VATICAN CITY — Promoting religious freedom, providing humanitarian assistance and fighting human trafficking are three major issues the Vatican and the U.S. administration agree on and on which they will continue to coordinate efforts, panelists said at a joint symposium.
The Oct. 2 symposium, “Pathways to Achieving Human Dignity: Partnering With Faith-Based Organizations,” was co-sponsored by the Vatican’s Secretariat of State and the U.S. Embassy to the Holy See, which was celebrating the 35th anniversary of the establishment of formal diplomatic relations.
U.S. Secretary of State Mike Pompeo said in his opening remarks how important it was to cooperate.
“Countries of the world can rally together to promote religious freedom and human dignity,” he said, just like St. John Paul II and U.S. President Ronald Reagan did decades ago with their shared concerns about Soviet communism.
“Their words and deeds helped save — helped leave the Soviet leviathan on that ash heap of history,” he said.
Pompeo said “another battle in defense of human dignity and religious freedom” needs to be fought again today.
Saying he believed religious repression and authoritarian regimes went hand-in-hand, “we must exercise our moral voice to confront them.”
“When the state rules absolutely, moral norms are crushed completely,” he said, because “authoritarian regimes and autocrats will never accept a power higher than their own.”
Even though the Vatican and the United States have not agreed on everything, he said, they must agree on the most fundamental issues of human dignity and religious freedom.
Archbishop Paul R. Gallagher, the Vatican minister of foreign affairs, said the symposium reflected a shared commitment to promoting human dignity through promoting the right to religious freedom, combatting human trafficking and providing humanitarian assistance.
Quoting Pope Francis, he said, the aim of U.S.-Vatican collaboration “is to build a society which is truly tolerant and inclusive and to safeguard the dignity and the inalienable rights of every human person.”
The archbishop said, “Indeed, I am of the opinion that the principal emphasis with regard to religious freedom should not be political or ideological: The main concern should be to protect human rights and fundamental freedoms effectively, and to promote peaceful coexistence and inclusive societies, in which people can express their beliefs freely without fear of being censored by the common discourse and where minorities are fully respected.”
He said while the Vatican appreciates ways the church can partner with governments and international organizations in aid distribution and other assistance, he criticized the way “in some cases government funding is conditioned by ideological considerations, not always compatible with religious principles and convictions. It would be invasive for a donor to impose his culture, his values, his ideology and policies, eroding the traditions, history, religious and moral values of people he intends to help.”
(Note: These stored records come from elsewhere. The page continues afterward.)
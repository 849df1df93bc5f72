// SPDX-License-Identifier: MIT

use super::*;
use crate::test_support::{task_config_with_parent, Harness};
use rcab_arbiter::Category;
use rcab_core::{InjectionSchedule, TaskType};
use serde_json::json;

fn dataset_payload() -> rcab_core::task::Payload {
    let mut payload = rcab_core::task::Payload::new();
    payload.insert(fields::NAMESPACE.into(), json!("ts-ns-0"));
    payload.insert(fields::BENCHMARK.into(), json!("clickhouse"));
    payload.insert(fields::BUILD_IMAGE.into(), json!("rcab/datapack-builder:latest"));
    payload
}

fn seed_injection(harness: &Harness, parent_id: rcab_core::TaskId) {
    let mut schedule = InjectionSchedule::new(
        parent_id,
        "pod-kill",
        serde_json::Value::Null,
        serde_json::Value::Null,
        5,
        3,
        "clickhouse",
        "ts-ns-0",
    );
    schedule.start_time_epoch_ms = Some(1_000);
    schedule.end_time_epoch_ms = Some(8_000);
    harness.scheduler.records().put_injection(schedule);
}

#[tokio::test]
async fn admits_token_and_creates_job_with_fault_window_env() {
    let harness = Harness::new();
    let parent = harness.admit(task_config_with_parent(TaskType::InjectFault, dataset_payload(), None));
    seed_injection(&harness, parent.id);

    let task = harness.admit(task_config_with_parent(
        TaskType::BuildDataset,
        dataset_payload(),
        Some(parent.id),
    ));
    let ctx = harness.context();

    let outcome = BuildDatasetExecutor.execute(&ctx, &task).await.expect("execute");
    assert_eq!(outcome, ExecOutcome::AwaitingCallback);

    let jobs = harness.adapter.created_jobs();
    assert_eq!(jobs.len(), 1);
    assert_eq!(jobs[0].spec.env.get("FAULT_START_TIME"), Some(&"1000".to_string()));
    assert_eq!(jobs[0].spec.env.get("FAULT_END_TIME"), Some(&"8000".to_string()));
    assert_eq!(harness.scheduler.token_bucket().live_lease_count(Category::Build), 1);
}

#[tokio::test]
async fn requires_parent_task_id() {
    let harness = Harness::new();
    let task = harness.admit(task_config_with_parent(TaskType::BuildDataset, dataset_payload(), None));
    let ctx = harness.context();

    let err = BuildDatasetExecutor.execute(&ctx, &task).await.expect_err("missing parent rejected");
    assert!(matches!(err, ExecutorError::Validation(_)));
    assert!(harness.adapter.created_jobs().is_empty());
}

#[tokio::test(start_paused = true)]
async fn exhausted_build_bucket_reschedules_instead_of_creating_job() {
    let harness = Harness::with_config({
        let mut config = rcab_core::Config::default();
        config.token_bucket_capacity = 1;
        config
    });
    let parent = harness.admit(task_config_with_parent(TaskType::InjectFault, dataset_payload(), None));
    seed_injection(&harness, parent.id);

    let occupying_task = rcab_core::TaskId::new();
    let occupying_trace = rcab_core::TraceId::new();
    harness.scheduler.token_bucket().try_acquire(
        Category::Build,
        occupying_task,
        occupying_trace,
        std::time::Duration::from_secs(300),
    );

    let task = harness.admit(task_config_with_parent(
        TaskType::BuildDataset,
        dataset_payload(),
        Some(parent.id),
    ));
    let ctx = harness.context();
    let outcome = BuildDatasetExecutor.execute(&ctx, &task).await.expect("execute");

    assert_eq!(outcome, ExecOutcome::Rescheduled);
    assert!(harness.adapter.created_jobs().is_empty());
}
While responding to crises is important, he said, the Vatican also believes the root causes of such crises must be urgently addressed, “such as horrific wars, persecutions, human rights violations, political or social instability, extreme poverty, consequences of climate change, and so on.”
This is why, he added, it is important to hear Pope Francis’ call in “Laudato Si'” for an “integral ecology,” which recognizes the link between social justice, the economy, politics, protecting the environment and fighting against poverty.
Cardinal Pietro Parolin, Vatican secretary of state, reminded his audience, which included a number of ambassadors to the Holy See and representatives of faith-based organizations, that the Holy See does not pursue any one national interest.
Its main concern is “the common good,” he said, which depends on concrete commitments to peace, human dignity, religious freedom, social justice and fighting poverty.
In fact, he said, governments should always include sustainable development in their plans because “it would be a humiliation” to keep poorer nations dependent on others.
Freedom of religion and conscience are shared priorities, he said, especially given that there are so many abuses in the world.
While such violations must be condemned, the cardinal said, there also must be a stop to the marketing and flow of weapons, which fuel and worsen so many of these conflicts and human rights abuses.
Governments wishing to make a difference also must not collaborate with those governments or state actors that take part in “reprehensible activities,” he said.
Cardinal Parolin also warned about a form of “bloodless persecution” in some places where there may be no outright violence, but governments chip away at the freedom of conscience, which is the first step toward violations against the freedom to worship.